憲法について知る! -分かりやすいと定評のある池上彰氏による「超訳 日本国憲法」(おすすめ本)-
昨日紹介させて頂いた小室直樹氏の「日本人のための憲法原論」ですが先述の通り、この本には憲法の条文や解釈は載っていません!
小室直樹氏の本を読んだ後、せっかくならば憲法について俯瞰して理解してみたいということで、池上彰氏の「超訳 日本国憲法」を読んでみました。
池上さんと言えば、分かりやすい説明に定評があり、教養ジャンルの本を大量に出版されていますね。
私もこれまで何冊か池上氏の本を拝読しましたが、確かに分かりやすいです。
啓蒙という観点で池上氏が果たしている功績は多大なものがありますね。
この本は、そんな池上氏による「憲法条文とその訳」に関する本です。
さて、この本の構成は以下の通りです。
この本では、まず「現行憲法が制定された経緯」から始まります。
そしてみっちりと、しかし平易に「憲法の条文とその超訳」について書かれています。現代的な言葉で超訳されており、分かりやすいです。

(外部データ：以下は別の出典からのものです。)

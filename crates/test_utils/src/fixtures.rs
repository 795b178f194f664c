//! Pre-built Test Fixtures
//!
//! Predictable ledger data for unit and integration tests.

use chrono::{DateTime, NaiveDate, TimeZone, Utc};
use fake::faker::name::en::Name;
use fake::faker::phone_number::en::PhoneNumber;
use fake::Fake;
use rust_decimal::Decimal;
use rust_decimal_macros::dec;
use std::sync::Arc;

use core_kernel::{CustomerId, SaleId, Timezone};
use domain_ledger::{
    CustomerProfile, InMemoryDirectory, InMemoryLedgerStore, LedgerService, LedgerSettings,
    SaleReference,
};

/// Amounts used across the ledger scenarios
pub struct AmountFixtures;

impl AmountFixtures {
    pub fn top_up() -> Decimal {
        dec!(5000)
    }

    pub fn sale_consumption() -> Decimal {
        dec!(2000)
    }

    pub fn overpayment() -> Decimal {
        dec!(300)
    }
}

/// Fixed instants and dates in the business timezone
pub struct TemporalFixtures;

impl TemporalFixtures {
    pub fn business_timezone() -> Timezone {
        Timezone::default()
    }

    /// 10:00 IST on 17 Oct 2026
    pub fn business_morning() -> DateTime<Utc> {
        Utc.with_ymd_and_hms(2026, 10, 17, 4, 30, 0).unwrap()
    }

    /// 23:30 IST on 16 Oct 2026, still the 16th locally but 18:00 UTC
    pub fn late_evening() -> DateTime<Utc> {
        Utc.with_ymd_and_hms(2026, 10, 16, 18, 0, 0).unwrap()
    }

    pub fn business_date() -> NaiveDate {
        NaiveDate::from_ymd_opt(2026, 10, 17).unwrap()
    }
}

/// Customer and sale display records
pub struct ReferenceFixtures;

impl ReferenceFixtures {
    /// A customer with a generated name and phone
    pub fn customer() -> CustomerProfile {
        CustomerProfile {
            id: CustomerId::new(),
            name: Name().fake(),
            phone: Some(PhoneNumber().fake()),
        }
    }

    pub fn named_customer(name: &str) -> CustomerProfile {
        CustomerProfile {
            id: CustomerId::new(),
            name: name.to_string(),
            phone: None,
        }
    }

    pub fn sale(invoice_no: &str) -> SaleReference {
        SaleReference {
            id: SaleId::new(),
            invoice_no: invoice_no.to_string(),
        }
    }
}

/// In-memory ledger wiring shared by service and API tests
pub struct LedgerFixture {
    pub store: Arc<InMemoryLedgerStore>,
    pub directory: Arc<InMemoryDirectory>,
    pub service: Arc<LedgerService>,
}

impl LedgerFixture {
    pub fn new() -> Self {
        Self::with_settings(LedgerSettings::default())
    }

    pub fn with_settings(settings: LedgerSettings) -> Self {
        let store = Arc::new(InMemoryLedgerStore::new(settings.lock_timeout));
        let service = Arc::new(LedgerService::new(store.clone(), settings));
        Self {
            store,
            directory: Arc::new(InMemoryDirectory::new()),
            service,
        }
    }

    /// Registers a generated customer and returns their id
    pub async fn customer(&self) -> CustomerId {
        let profile = ReferenceFixtures::customer();
        let id = profile.id;
        self.directory.register_customer(profile).await;
        id
    }

    /// Registers a sale and returns its id
    pub async fn sale(&self, invoice_no: &str) -> SaleId {
        let sale = ReferenceFixtures::sale(invoice_no);
        let id = sale.id;
        self.directory.register_sale(sale).await;
        id
    }

    /// A customer who has already topped up `amount`
    pub async fn funded_customer(&self, amount: Decimal) -> CustomerId {
        let id = self.customer().await;
        self.service
            .add_funds(id, amount, Some("Opening advance".to_string()), None)
            .await
            .expect("fixture top-up failed");
        id
    }
}

impl Default for LedgerFixture {
    fn default() -> Self {
        Self::new()
    }
}
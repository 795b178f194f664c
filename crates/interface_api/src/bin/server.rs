//! BrickBook Advance Ledger - API Server Binary
//!
//! # Usage
//!
//! ```bash
//! # PostgreSQL-backed ledger
//! API_DATABASE_URL=postgres://... cargo run --bin brickbook-api
//!
//! # Throwaway in-memory ledger
//! API_STORAGE=memory cargo run --bin brickbook-api
//! ```
//!
//! # Environment Variables
//!
//! * `API_HOST` - Server host (default: 0.0.0.0)
//! * `API_PORT` - Server port (default: 8080)
//! * `API_JWT_SECRET` - JWT signing secret (required in production)
//! * `API_JWT_EXPIRATION_SECS` - JWT token expiration in seconds (default: 3600)
//! * `API_DATABASE_URL` / `DATABASE_URL` - PostgreSQL connection string
//! * `API_LOG_LEVEL` - trace, debug, info, warn, error (default: info)
//! * `API_STORAGE` - `postgres` or `memory` (default: postgres)
//! * `API_LOCK_TIMEOUT_MS` - per-customer lock wait (default: 5000)
//! * `API_CURRENCY` - ISO 4217 code (default: INR)
//! * `API_TIMEZONE` - IANA zone for report periods (default: Asia/Kolkata)

use std::net::SocketAddr;
use std::sync::Arc;
use tokio::net::TcpListener;
use tracing_subscriber::{layer::SubscriberExt, util::SubscriberInitExt, EnvFilter};

use domain_ledger::{InMemoryDirectory, InMemoryLedgerStore};
use infra_db::{
    create_pool, run_migrations, DatabaseConfig, PostgresLedgerStore, PostgresReferenceDirectory,
};
use interface_api::{
    config::{ApiConfig, StorageBackend},
    create_router, AppState,
};

#[tokio::main]
async fn main() -> Result<(), Box<dyn std::error::Error>> {
    // Load .env file if present (useful for local development)
    dotenvy::dotenv().ok();

    let config = ApiConfig::from_env()?;
    init_tracing(&config.log_level);

    tracing::info!(
        host = %config.host,
        port = %config.port,
        storage = ?config.storage,
        currency = %config.currency,
        timezone = %config.timezone,
        "Starting BrickBook advance ledger API"
    );

    let state = build_state(config.clone()).await?;
    let app = create_router(state);

    let addr: SocketAddr = config.server_addr().parse()?;
    tracing::info!(%addr, "Server listening");

    let listener = TcpListener::bind(addr).await?;
    axum::serve(listener, app)
        .with_graceful_shutdown(shutdown_signal())
        .await?;

    tracing::info!("Server shutdown complete");
    Ok(())
}

/// Opens the configured store and wires it into the application state
async fn build_state(config: ApiConfig) -> Result<AppState, Box<dyn std::error::Error>> {
    let settings = config.ledger_settings()?;
    match config.storage {
        StorageBackend::Memory => {
            tracing::warn!("Using in-memory ledger; entries are lost on restart");
            let store = Arc::new(InMemoryLedgerStore::new(settings.lock_timeout));
            Ok(AppState::new(store, Arc::new(InMemoryDirectory::new()), config)?)
        }
        StorageBackend::Postgres => {
            tracing::info!("Connecting to database...");
            let pool = create_pool(DatabaseConfig::new(config.database_url.clone())).await?;
            run_migrations(&pool).await?;

            let store = Arc::new(PostgresLedgerStore::new(pool.clone(), settings.lock_timeout));
            let directory = Arc::new(PostgresReferenceDirectory::new(pool));
            Ok(AppState::new(store, directory, config)?)
        }
    }
}

fn init_tracing(log_level: &str) {
    let filter = EnvFilter::try_from_default_env()
        .or_else(|_| EnvFilter::try_new(log_level))
        .unwrap_or_else(|_| EnvFilter::new("info"));

    tracing_subscriber::registry()
        .with(filter)
        .with(tracing_subscriber::fmt::layer().with_target(true))
        .init();
}

/// Waits for Ctrl+C or SIGTERM so in-flight requests can finish
async fn shutdown_signal() {
    let ctrl_c = async {
        if let Err(e) = tokio::signal::ctrl_c().await {
            tracing::error!(error = %e, "Failed to listen for Ctrl+C");
            std::future::pending::<()>().await;
        }
    };

    #[cfg(unix)]
    let terminate = async {
        match tokio::signal::unix::signal(tokio::signal::unix::SignalKind::terminate()) {
            Ok(mut signal) => {
                signal.recv().await;
            }
            Err(e) => {
                tracing::error!(error = %e, "Failed to install SIGTERM handler");
                std::future::pending::<()>().await;
            }
        }
    };

    #[cfg(not(unix))]
    let terminate = std::future::pending::<()>();

    tokio::select! {
        _ = ctrl_c => {
            tracing::info!("Received Ctrl+C, initiating graceful shutdown");
        }
        _ = terminate => {
            tracing::info!("Received SIGTERM, initiating graceful shutdown");
        }
    }
}
//! Advance ledger handlers
//!
//! Writes go through [`LedgerService`](domain_ledger::LedgerService); reads
//! that span customers go through [`LedgerReports`](domain_ledger::LedgerReports).

use axum::{
    extract::{rejection::JsonRejection, Path, Query, State},
    http::StatusCode,
    Extension, Json,
};
use chrono::Utc;
use serde::Serialize;
use std::collections::{BTreeSet, HashMap};
use tracing::{info, warn};

use core_kernel::{CustomerId, SaleId};
use domain_ledger::{FeedQuery, LedgerEntry};

use crate::auth::{permissions, require, Claims};
use crate::dto::advance::{
    parse_customer_id, parse_entry_id, parse_sale_id, AddFundsRequest, BalanceListResponse,
    BalanceParams, BalanceResponse, BreakdownResponse, ConsumeRequest, CustomerBalanceItem,
    ExtraPaymentRequest, FeedParams, FeedResponse, HistoryParams, HistoryResponse,
    NewBalanceResponse, PeriodTotalsItem, ReconcileResponse, References, ReverseRequest,
    SummaryResponse, TransactionItem,
};
use crate::dto::validated;
use crate::error::ApiError;
use crate::AppState;

type Created<T> = (StatusCode, Json<T>);

/// Customers with a balance row, largest balance first
pub async fn list_balances(
    State(state): State<AppState>,
    Extension(claims): Extension<Claims>,
    Query(params): Query<BalanceParams>,
) -> Result<Json<BalanceListResponse>, ApiError> {
    require(&claims, permissions::ADVANCE_READ)?;
    let rows = state.reports.customer_balances(params.only_positive()?).await?;

    let customer_ids: Vec<CustomerId> = rows.iter().map(|r| r.customer_id).collect();
    let refs = lookup(&state, &customer_ids, &[]).await;
    let items = rows
        .into_iter()
        .map(|row| CustomerBalanceItem::new(row, &refs))
        .collect();

    Ok(Json(BalanceListResponse::new(items)))
}

pub async fn add_funds(
    State(state): State<AppState>,
    Extension(claims): Extension<Claims>,
    payload: Result<Json<AddFundsRequest>, JsonRejection>,
) -> Result<Created<NewBalanceResponse>, ApiError> {
    require(&claims, permissions::ADVANCE_WRITE)?;
    let request = validated(payload)?;
    let customer_id = parse_customer_id(&request.customer_id)?;

    let result = state
        .ledger
        .add_funds(customer_id, request.amount, request.description, request.reference)
        .await?;

    info!(
        user = %claims.sub,
        customer_id = %customer_id,
        entry_id = %result.entry.id,
        amount = %result.entry.amount,
        balance = %result.balance,
        "Advance added"
    );

    let refs = references_for(&state, std::slice::from_ref(&result.entry)).await;
    Ok((
        StatusCode::CREATED,
        Json(NewBalanceResponse::new("Advance added successfully", result, &refs)),
    ))
}

/// Ledger-wide feed, newest first
pub async fn transaction_feed(
    State(state): State<AppState>,
    Extension(claims): Extension<Claims>,
    Query(params): Query<FeedParams>,
) -> Result<Json<FeedResponse>, ApiError> {
    require(&claims, permissions::ADVANCE_READ)?;
    let (query, label) = feed_query(&state, &params)?;

    let entries = state.reports.transaction_feed(&query).await?;
    let refs = references_for(&state, &entries).await;
    let transactions: Vec<TransactionItem> = entries
        .into_iter()
        .map(|entry| TransactionItem::new(entry, &refs))
        .collect();

    Ok(Json(FeedResponse {
        period: label,
        count: transactions.len(),
        transactions,
    }))
}

pub async fn summary(
    State(state): State<AppState>,
    Extension(claims): Extension<Claims>,
    Query(params): Query<FeedParams>,
) -> Result<Json<SummaryResponse>, ApiError> {
    require(&claims, permissions::ADVANCE_READ)?;
    let (query, _) = feed_query(&state, &params)?;
    let summary = state.reports.summary(&query).await?;
    Ok(Json(summary.into()))
}

pub async fn breakdown(
    State(state): State<AppState>,
    Extension(claims): Extension<Claims>,
    Query(params): Query<FeedParams>,
) -> Result<Json<BreakdownResponse>, ApiError> {
    require(&claims, permissions::ADVANCE_READ)?;
    let granularity = params.granularity()?;
    let (query, label) = feed_query(&state, &params)?;

    let buckets = state.reports.period_breakdown(&query, granularity).await?;
    Ok(Json(BreakdownResponse {
        granularity,
        period: label,
        buckets: buckets.into_iter().map(PeriodTotalsItem::from).collect(),
    }))
}

pub async fn customer_balance(
    State(state): State<AppState>,
    Extension(claims): Extension<Claims>,
    Path(id): Path<String>,
) -> Result<Json<BalanceResponse>, ApiError> {
    require(&claims, permissions::ADVANCE_READ)?;
    let customer_id = parse_customer_id(&id)?;
    let balance = state.ledger.current_balance(customer_id).await?;
    Ok(Json(BalanceResponse {
        customer_id,
        balance,
    }))
}

pub async fn customer_history(
    State(state): State<AppState>,
    Extension(claims): Extension<Claims>,
    Path(id): Path<String>,
    Query(params): Query<HistoryParams>,
) -> Result<Json<HistoryResponse>, ApiError> {
    require(&claims, permissions::ADVANCE_READ)?;
    let customer_id = parse_customer_id(&id)?;
    let filter = params.kind_filter()?;

    let snapshot = state.ledger.history_snapshot(customer_id, filter).await?;
    let refs = references_for(&state, &snapshot.entries).await;

    Ok(Json(HistoryResponse {
        customer_id,
        balance: snapshot.balance,
        transactions: snapshot
            .entries
            .into_iter()
            .map(|entry| TransactionItem::new(entry, &refs))
            .collect(),
    }))
}

pub async fn customer_summary(
    State(state): State<AppState>,
    Extension(claims): Extension<Claims>,
    Path(id): Path<String>,
) -> Result<Json<SummaryResponse>, ApiError> {
    require(&claims, permissions::ADVANCE_READ)?;
    let customer_id = parse_customer_id(&id)?;
    let summary = state.ledger.get_summary(customer_id).await?;
    Ok(Json(summary.into()))
}

pub async fn reconcile_customer(
    State(state): State<AppState>,
    Extension(claims): Extension<Claims>,
    Path(id): Path<String>,
) -> Result<Json<ReconcileResponse>, ApiError> {
    require(&claims, permissions::ADVANCE_READ)?;
    let customer_id = parse_customer_id(&id)?;
    let result = state.ledger.reconcile(customer_id).await?;
    if !result.consistent {
        warn!(
            customer_id = %customer_id,
            stored = %result.stored,
            computed = %result.computed,
            "Stored advance balance disagrees with entries"
        );
    }
    Ok(Json(result.into()))
}

#[derive(Debug, Serialize)]
#[serde(rename_all = "camelCase")]
pub struct ReconcileAllResponse {
    pub checked: usize,
    pub consistent: bool,
    /// Customers whose stored balance disagrees with their entries
    pub mismatches: Vec<ReconcileResponse>,
}

pub async fn reconcile_all(
    State(state): State<AppState>,
    Extension(claims): Extension<Claims>,
) -> Result<Json<ReconcileAllResponse>, ApiError> {
    require(&claims, permissions::ADVANCE_READ)?;
    let results = state.ledger.reconcile_all().await?;
    let checked = results.len();
    let mismatches: Vec<ReconcileResponse> = results
        .into_iter()
        .filter(|r| !r.consistent)
        .map(ReconcileResponse::from)
        .collect();

    if !mismatches.is_empty() {
        warn!(checked, mismatches = mismatches.len(), "Advance reconciliation found mismatches");
    }

    Ok(Json(ReconcileAllResponse {
        checked,
        consistent: mismatches.is_empty(),
        mismatches,
    }))
}

pub async fn consume_for_sale(
    State(state): State<AppState>,
    Extension(claims): Extension<Claims>,
    Path(sale_id): Path<String>,
    payload: Result<Json<ConsumeRequest>, JsonRejection>,
) -> Result<Created<NewBalanceResponse>, ApiError> {
    require(&claims, permissions::ADVANCE_WRITE)?;
    let sale_id = parse_sale_id(&sale_id)?;
    let request = validated(payload)?;
    let customer_id = parse_customer_id(&request.customer_id)?;

    let result = state
        .ledger
        .consume_for_sale(customer_id, request.amount, sale_id)
        .await?;

    info!(
        user = %claims.sub,
        customer_id = %customer_id,
        sale_id = %sale_id,
        amount = %request.amount,
        balance = %result.balance,
        "Advance applied to sale"
    );

    let refs = references_for(&state, std::slice::from_ref(&result.entry)).await;
    Ok((
        StatusCode::CREATED,
        Json(NewBalanceResponse::new("Advance applied to sale", result, &refs)),
    ))
}

pub async fn record_extra_payment(
    State(state): State<AppState>,
    Extension(claims): Extension<Claims>,
    Path(sale_id): Path<String>,
    payload: Result<Json<ExtraPaymentRequest>, JsonRejection>,
) -> Result<Created<NewBalanceResponse>, ApiError> {
    require(&claims, permissions::ADVANCE_WRITE)?;
    let sale_id = parse_sale_id(&sale_id)?;
    let request = validated(payload)?;
    let customer_id = parse_customer_id(&request.customer_id)?;

    let result = state
        .ledger
        .record_extra_payment(customer_id, request.amount, sale_id, request.description)
        .await?;

    info!(
        user = %claims.sub,
        customer_id = %customer_id,
        sale_id = %sale_id,
        amount = %result.entry.amount,
        balance = %result.balance,
        "Extra payment kept as advance"
    );

    let refs = references_for(&state, std::slice::from_ref(&result.entry)).await;
    Ok((
        StatusCode::CREATED,
        Json(NewBalanceResponse::new("Extra payment recorded as advance", result, &refs)),
    ))
}

pub async fn reverse_entry(
    State(state): State<AppState>,
    Extension(claims): Extension<Claims>,
    Path(id): Path<String>,
    payload: Result<Json<ReverseRequest>, JsonRejection>,
) -> Result<Created<NewBalanceResponse>, ApiError> {
    require(&claims, permissions::ADVANCE_REVERSE)?;
    let entry_id = parse_entry_id(&id)?;
    let request = validated(payload)?;

    let result = state.ledger.reverse(entry_id, &request.reason).await?;

    info!(
        user = %claims.sub,
        reversed = %entry_id,
        entry_id = %result.entry.id,
        balance = %result.balance,
        "Ledger entry reversed"
    );

    let refs = references_for(&state, std::slice::from_ref(&result.entry)).await;
    Ok((
        StatusCode::CREATED,
        Json(NewBalanceResponse::new("Entry reversed", result, &refs)),
    ))
}

/// Builds the store query and a period label from the query string
fn feed_query(state: &AppState, params: &FeedParams) -> Result<(FeedQuery, String), ApiError> {
    let timezone = state.reports.timezone();
    let now = Utc::now();
    let period = params.period(now, timezone)?;
    let query = FeedQuery {
        customer_id: params.customer_id()?,
        kind: params.kind_filter()?,
        range: period.range(now, timezone),
        limit: params.limit()?,
    };
    Ok((query, period.label()))
}

async fn references_for(state: &AppState, entries: &[LedgerEntry]) -> References {
    let customers: BTreeSet<CustomerId> = entries.iter().map(|e| e.customer_id).collect();
    let sales: BTreeSet<SaleId> = entries.iter().filter_map(|e| e.related_sale_id).collect();
    let customers: Vec<CustomerId> = customers.into_iter().collect();
    let sales: Vec<SaleId> = sales.into_iter().collect();
    lookup(state, &customers, &sales).await
}

/// Fetches display details; a failing directory only drops the details
async fn lookup(state: &AppState, customers: &[CustomerId], sales: &[SaleId]) -> References {
    let customers = if customers.is_empty() {
        HashMap::new()
    } else {
        state
            .directory
            .customer_profiles(customers)
            .await
            .unwrap_or_else(|e| {
                warn!(error = %e, "Customer lookup failed");
                HashMap::new()
            })
    };
    let sales = if sales.is_empty() {
        HashMap::new()
    } else {
        state.directory.sale_references(sales).await.unwrap_or_else(|e| {
            warn!(error = %e, "Sale lookup failed");
            HashMap::new()
        })
    };
    References { customers, sales }
}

そして最後に、何と「北朝鮮、中国、アメリカの憲法」が参考として紹介されています!
ここで、本書のほんの一部を紹介します。
憲法は、国家の最高法規。
いろんな法律の親分のようなものです。
そうですね。そういう認識ですよね。
さらには。
一般の法律の多くが、国民が守るべき内容を定めているのに対して、憲法は「その国の権力者が守るべきもの」なのです。
世界の長い民主主義の歴史の中で、憲法は、国家権力を制限し、国民の自由と権利を保障するものとして成長・発展してきました。
どんな権力も、憲法の規定に従って統治しなければ統治しなければなりません。
この原理を「立憲主義」といっています。
(太字部分は、私の補足です)
このことは、先にご紹介させて頂いた小室直樹氏の本にも書かれていますが、改めて読んでみて「憲法の位置付け」「立憲主義とは?」ということについて、案外曖昧なままだった、ということはないでしょうか。
私は、小室氏、池上氏の本を読むまで、まさにそうでした。
学生時代、最近の新聞・ニュースなどを読んで見ていたつもりでも忘れていたり、スルーしていたことを痛感しました。
さらには、
国民の権利を保障することを明言するのが(立憲主義である)憲法の役割だからです。
憲法に定められた国民の義務は、教育、勤労、納税だけ。
これも、具体的な義務に関しては法律の定めによります。
憲法を守る義務があるのは権力者。つまり公務員です。
(カッコ内や太字部分は、私が補足しました)
どうなのでしょう。
この辺りについて共通認識があるのでしょうかね。
上記の文章は、前文の解説の前半部分です。
この後、前文についてさらに詳しく解説があり、本文の解説、他国の憲法の紹介に続くわけです。
今、盛んに議論されている憲法について、この本を読んで概要を押さえておくと良いのではないでしょうか。
池上さんの、わかりやすくて、基本的に中立的なこの本を一読されてみるのはいかがでしょうか。